- **PROBLEM DETAILS**
Among the records, find the lines that hold the string "next" and return them.

- **DATA LISTING**

§ §

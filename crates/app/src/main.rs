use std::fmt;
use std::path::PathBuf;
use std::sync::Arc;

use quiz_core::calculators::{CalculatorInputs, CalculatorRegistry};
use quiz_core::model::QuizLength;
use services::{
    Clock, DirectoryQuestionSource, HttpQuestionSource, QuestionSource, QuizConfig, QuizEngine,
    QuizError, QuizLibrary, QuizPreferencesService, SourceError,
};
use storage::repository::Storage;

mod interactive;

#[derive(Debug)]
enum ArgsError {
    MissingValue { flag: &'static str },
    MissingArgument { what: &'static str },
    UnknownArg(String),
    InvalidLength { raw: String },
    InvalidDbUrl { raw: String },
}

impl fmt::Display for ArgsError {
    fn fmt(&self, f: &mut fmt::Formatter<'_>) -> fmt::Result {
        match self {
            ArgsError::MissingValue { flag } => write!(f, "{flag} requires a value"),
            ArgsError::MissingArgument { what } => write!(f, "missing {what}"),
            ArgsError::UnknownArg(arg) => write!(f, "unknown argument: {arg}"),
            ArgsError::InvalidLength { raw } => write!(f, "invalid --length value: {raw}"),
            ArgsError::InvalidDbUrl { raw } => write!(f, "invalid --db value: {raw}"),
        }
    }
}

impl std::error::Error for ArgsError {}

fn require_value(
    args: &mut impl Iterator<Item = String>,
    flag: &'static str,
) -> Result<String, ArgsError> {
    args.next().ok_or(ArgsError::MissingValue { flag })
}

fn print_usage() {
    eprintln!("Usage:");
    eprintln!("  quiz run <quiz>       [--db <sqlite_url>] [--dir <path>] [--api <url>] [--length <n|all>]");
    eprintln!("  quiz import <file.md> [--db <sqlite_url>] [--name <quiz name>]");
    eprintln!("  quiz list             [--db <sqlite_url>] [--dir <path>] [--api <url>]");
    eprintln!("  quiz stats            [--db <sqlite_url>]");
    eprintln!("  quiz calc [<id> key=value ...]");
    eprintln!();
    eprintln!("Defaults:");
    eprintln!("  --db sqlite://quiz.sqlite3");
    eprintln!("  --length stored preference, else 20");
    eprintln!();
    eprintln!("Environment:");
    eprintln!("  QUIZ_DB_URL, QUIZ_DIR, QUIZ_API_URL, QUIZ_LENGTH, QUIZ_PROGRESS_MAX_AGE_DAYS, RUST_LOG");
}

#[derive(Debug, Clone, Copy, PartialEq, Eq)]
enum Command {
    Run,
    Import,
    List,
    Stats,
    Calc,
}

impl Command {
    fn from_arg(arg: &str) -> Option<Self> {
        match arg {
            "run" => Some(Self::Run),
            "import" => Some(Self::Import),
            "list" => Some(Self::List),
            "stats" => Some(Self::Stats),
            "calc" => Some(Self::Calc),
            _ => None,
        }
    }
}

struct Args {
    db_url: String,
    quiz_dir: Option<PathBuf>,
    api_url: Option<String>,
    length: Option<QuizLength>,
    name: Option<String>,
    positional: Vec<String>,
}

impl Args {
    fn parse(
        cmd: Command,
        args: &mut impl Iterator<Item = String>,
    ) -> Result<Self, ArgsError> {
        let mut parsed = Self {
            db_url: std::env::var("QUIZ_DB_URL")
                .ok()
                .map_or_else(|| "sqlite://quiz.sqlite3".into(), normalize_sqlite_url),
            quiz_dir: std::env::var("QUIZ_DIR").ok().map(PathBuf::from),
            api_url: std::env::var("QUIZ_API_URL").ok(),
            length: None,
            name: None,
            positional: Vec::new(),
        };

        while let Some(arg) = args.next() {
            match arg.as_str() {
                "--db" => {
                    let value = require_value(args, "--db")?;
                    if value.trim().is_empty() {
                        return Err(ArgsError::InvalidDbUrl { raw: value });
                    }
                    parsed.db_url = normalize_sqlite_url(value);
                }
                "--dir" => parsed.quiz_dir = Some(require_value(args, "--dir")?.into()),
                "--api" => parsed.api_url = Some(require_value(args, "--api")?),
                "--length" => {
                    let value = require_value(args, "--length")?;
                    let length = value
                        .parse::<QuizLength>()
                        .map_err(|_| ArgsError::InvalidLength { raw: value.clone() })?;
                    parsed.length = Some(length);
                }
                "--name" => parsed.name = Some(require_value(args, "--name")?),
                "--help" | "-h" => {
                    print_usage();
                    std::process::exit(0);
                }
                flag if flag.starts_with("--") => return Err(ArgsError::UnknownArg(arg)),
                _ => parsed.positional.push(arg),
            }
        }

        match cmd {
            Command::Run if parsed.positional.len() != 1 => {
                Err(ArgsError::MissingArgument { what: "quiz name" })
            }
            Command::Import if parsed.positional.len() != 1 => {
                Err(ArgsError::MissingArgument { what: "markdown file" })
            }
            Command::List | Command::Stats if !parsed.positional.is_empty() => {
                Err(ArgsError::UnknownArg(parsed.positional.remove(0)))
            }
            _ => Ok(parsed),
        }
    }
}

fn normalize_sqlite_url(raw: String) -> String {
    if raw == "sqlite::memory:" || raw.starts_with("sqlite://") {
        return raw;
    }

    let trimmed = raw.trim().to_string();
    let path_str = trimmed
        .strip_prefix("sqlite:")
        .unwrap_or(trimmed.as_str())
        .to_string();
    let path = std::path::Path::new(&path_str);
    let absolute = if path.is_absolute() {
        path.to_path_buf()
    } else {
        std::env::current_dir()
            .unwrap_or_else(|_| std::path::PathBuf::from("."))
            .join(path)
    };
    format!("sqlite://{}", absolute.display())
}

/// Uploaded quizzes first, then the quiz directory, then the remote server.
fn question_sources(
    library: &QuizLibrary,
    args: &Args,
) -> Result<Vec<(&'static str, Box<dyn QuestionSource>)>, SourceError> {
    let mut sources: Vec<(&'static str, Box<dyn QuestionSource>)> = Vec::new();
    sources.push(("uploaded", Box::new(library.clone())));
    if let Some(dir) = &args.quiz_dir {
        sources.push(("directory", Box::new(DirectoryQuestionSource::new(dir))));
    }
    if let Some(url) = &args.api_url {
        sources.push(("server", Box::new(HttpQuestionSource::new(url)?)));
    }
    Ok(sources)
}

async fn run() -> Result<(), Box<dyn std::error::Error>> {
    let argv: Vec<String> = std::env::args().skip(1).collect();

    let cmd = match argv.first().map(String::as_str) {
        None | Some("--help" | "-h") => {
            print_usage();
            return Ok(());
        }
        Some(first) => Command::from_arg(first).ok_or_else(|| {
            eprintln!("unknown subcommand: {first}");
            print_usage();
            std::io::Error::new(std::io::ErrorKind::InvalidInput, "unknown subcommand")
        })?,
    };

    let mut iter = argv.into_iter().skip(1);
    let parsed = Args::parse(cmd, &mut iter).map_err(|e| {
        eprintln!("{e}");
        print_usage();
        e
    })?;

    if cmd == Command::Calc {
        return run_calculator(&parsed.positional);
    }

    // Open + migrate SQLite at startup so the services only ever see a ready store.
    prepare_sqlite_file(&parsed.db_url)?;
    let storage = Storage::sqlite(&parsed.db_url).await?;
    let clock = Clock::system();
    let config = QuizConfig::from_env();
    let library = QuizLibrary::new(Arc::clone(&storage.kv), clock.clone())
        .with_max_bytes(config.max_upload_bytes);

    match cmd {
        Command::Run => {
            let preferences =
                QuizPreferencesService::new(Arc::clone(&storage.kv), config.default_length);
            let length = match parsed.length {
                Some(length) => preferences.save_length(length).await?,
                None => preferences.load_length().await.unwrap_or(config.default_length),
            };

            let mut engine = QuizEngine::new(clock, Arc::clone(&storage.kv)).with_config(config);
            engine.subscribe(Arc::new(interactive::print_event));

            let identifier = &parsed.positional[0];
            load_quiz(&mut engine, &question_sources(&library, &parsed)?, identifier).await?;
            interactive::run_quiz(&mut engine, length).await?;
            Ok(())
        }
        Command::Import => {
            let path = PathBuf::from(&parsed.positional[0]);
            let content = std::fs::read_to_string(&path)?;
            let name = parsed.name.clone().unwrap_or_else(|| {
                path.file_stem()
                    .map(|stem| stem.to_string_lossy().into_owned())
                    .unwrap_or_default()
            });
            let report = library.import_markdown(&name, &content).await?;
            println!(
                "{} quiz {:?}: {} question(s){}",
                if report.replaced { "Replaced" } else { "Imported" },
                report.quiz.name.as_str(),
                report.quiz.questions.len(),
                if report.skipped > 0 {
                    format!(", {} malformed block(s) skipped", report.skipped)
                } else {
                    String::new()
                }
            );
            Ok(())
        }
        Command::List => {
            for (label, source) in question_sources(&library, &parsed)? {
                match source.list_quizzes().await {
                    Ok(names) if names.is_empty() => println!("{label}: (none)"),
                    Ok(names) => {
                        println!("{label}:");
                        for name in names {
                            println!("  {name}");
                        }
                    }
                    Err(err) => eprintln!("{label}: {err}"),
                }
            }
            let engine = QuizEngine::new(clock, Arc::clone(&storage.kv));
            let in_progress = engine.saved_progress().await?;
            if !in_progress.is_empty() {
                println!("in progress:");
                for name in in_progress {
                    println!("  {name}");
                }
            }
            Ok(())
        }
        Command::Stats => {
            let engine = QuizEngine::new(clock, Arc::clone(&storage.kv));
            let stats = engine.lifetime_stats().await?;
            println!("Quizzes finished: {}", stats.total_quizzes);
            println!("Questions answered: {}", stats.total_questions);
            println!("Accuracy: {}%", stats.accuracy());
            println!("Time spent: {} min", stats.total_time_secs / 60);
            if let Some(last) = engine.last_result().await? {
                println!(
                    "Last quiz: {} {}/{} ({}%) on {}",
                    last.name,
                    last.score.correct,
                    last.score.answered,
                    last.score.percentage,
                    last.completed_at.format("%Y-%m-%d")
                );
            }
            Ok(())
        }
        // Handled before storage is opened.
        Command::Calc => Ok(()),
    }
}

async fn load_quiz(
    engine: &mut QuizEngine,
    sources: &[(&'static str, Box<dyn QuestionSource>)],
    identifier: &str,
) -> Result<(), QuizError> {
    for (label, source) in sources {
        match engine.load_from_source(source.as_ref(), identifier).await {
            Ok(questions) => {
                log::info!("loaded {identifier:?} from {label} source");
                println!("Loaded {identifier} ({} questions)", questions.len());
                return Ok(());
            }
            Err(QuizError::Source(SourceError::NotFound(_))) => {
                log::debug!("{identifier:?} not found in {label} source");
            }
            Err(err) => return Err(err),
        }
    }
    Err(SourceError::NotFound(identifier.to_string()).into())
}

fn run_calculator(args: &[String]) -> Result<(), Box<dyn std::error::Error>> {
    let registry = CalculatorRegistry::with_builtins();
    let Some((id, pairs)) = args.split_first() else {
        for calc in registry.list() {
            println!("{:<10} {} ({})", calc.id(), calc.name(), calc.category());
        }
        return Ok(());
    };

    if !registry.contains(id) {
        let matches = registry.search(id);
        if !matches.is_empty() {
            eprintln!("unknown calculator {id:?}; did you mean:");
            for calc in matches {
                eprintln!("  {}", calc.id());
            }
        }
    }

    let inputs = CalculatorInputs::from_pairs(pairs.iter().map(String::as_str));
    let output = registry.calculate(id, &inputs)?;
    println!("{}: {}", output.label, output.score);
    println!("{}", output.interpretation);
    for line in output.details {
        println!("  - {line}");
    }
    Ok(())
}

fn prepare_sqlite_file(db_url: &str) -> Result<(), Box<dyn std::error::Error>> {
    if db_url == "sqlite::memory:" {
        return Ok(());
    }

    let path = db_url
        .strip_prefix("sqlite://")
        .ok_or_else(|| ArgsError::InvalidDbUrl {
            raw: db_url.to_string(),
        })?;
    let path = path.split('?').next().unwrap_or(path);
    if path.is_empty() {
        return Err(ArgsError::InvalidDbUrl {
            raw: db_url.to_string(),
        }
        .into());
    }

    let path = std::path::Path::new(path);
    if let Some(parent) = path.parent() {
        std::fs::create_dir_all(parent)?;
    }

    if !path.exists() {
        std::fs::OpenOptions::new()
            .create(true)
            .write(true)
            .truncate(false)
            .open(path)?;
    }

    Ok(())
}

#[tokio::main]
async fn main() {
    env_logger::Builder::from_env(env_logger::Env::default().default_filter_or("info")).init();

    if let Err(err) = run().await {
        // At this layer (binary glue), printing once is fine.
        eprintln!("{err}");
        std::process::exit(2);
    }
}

§ §

- **SOLUTION BELOW**
    args.next().ok_or(ArgsError::MissingValue { flag })
        while let Some(arg) = args.next() {
    let path = path.split('?').next().unwrap_or(path);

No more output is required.